Three-dimensional finite element analysis of stress-distribution around single tooth implants as a function of bony support, prosthesis type, and loading during function

Abstract

The elastic limit of bone surrounding implants may be surpassed and thus produce microfractures in bone. The purpose of this study was to use computer simulations to examine clinical situations with IMZ implants in edentulous mandibles and to identify loading conditions that could lead to bone microfractures. Three-dimensional finite element analysis models were used to examine effects of: (1) types of edentulous mandibles, (2) veneering materials, (3) the absence of cortical bone, (4) different intramobile elements, (5) loading directions, and (6) loading levels.

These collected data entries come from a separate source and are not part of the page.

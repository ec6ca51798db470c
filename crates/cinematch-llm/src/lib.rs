//! cinematch-llm
//!
//! Generative-text collaborators of the recommender: query expansion,
//! preference extraction, the final narrative, and offline summaries. Each
//! one owns the generator it is built with.

use std::time::Duration;

use cinematch_core::settings::{GenerationModel, LlmSettings};

pub mod client;
pub mod error;
pub mod features;
pub mod hyde;
pub mod limiter;
pub mod recommend;
pub mod summarize;

pub use client::{GeminiClient, GenerationOptions, TextGenerator};
pub use error::{Error, Result};
pub use features::FeatureExtractor;
pub use hyde::QueryExpander;
pub use limiter::{RateLimiter, ResilientGenerator, RetryPolicy};
pub use recommend::{RecommendationWriter, NO_MATCHES};
pub use summarize::Summarizer;

/// A Gemini client for `model`, rate limited and retried per `settings`.
pub fn gemini(settings: &LlmSettings, model: &GenerationModel) -> Result<ResilientGenerator<GeminiClient>> {
	let client = GeminiClient::from_env(
		&settings.api_base,
		&settings.api_key_env,
		&model.name,
		Duration::from_secs(settings.timeout_secs),
	)?;
	let retry = RetryPolicy { attempts: settings.retry_attempts, delay: Duration::from_secs(settings.retry_delay_secs) };
	Ok(ResilientGenerator::new(client, model.rpm, retry))
}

Stress distribution patterns were compared and interfacial stresses were monitored specifically at four heights along the bone-implant interface. Stresses were concentrated toward cortical bone (0.8 to 15.0 MPa). There were no differences between types of veneering materials and the absence of cortical bone increased interfacial stresses. The use of a titanium intramobile element decreased stresses. Minor stress increases were associated with smaller mandibles. Oblique loads increased stresses 15 times, and 200 N loads increased stresses 10 times. Conditions for bone microfracturing were associated with oblique loads, high occlusal stress magnitudes, and the absence of cortical bone.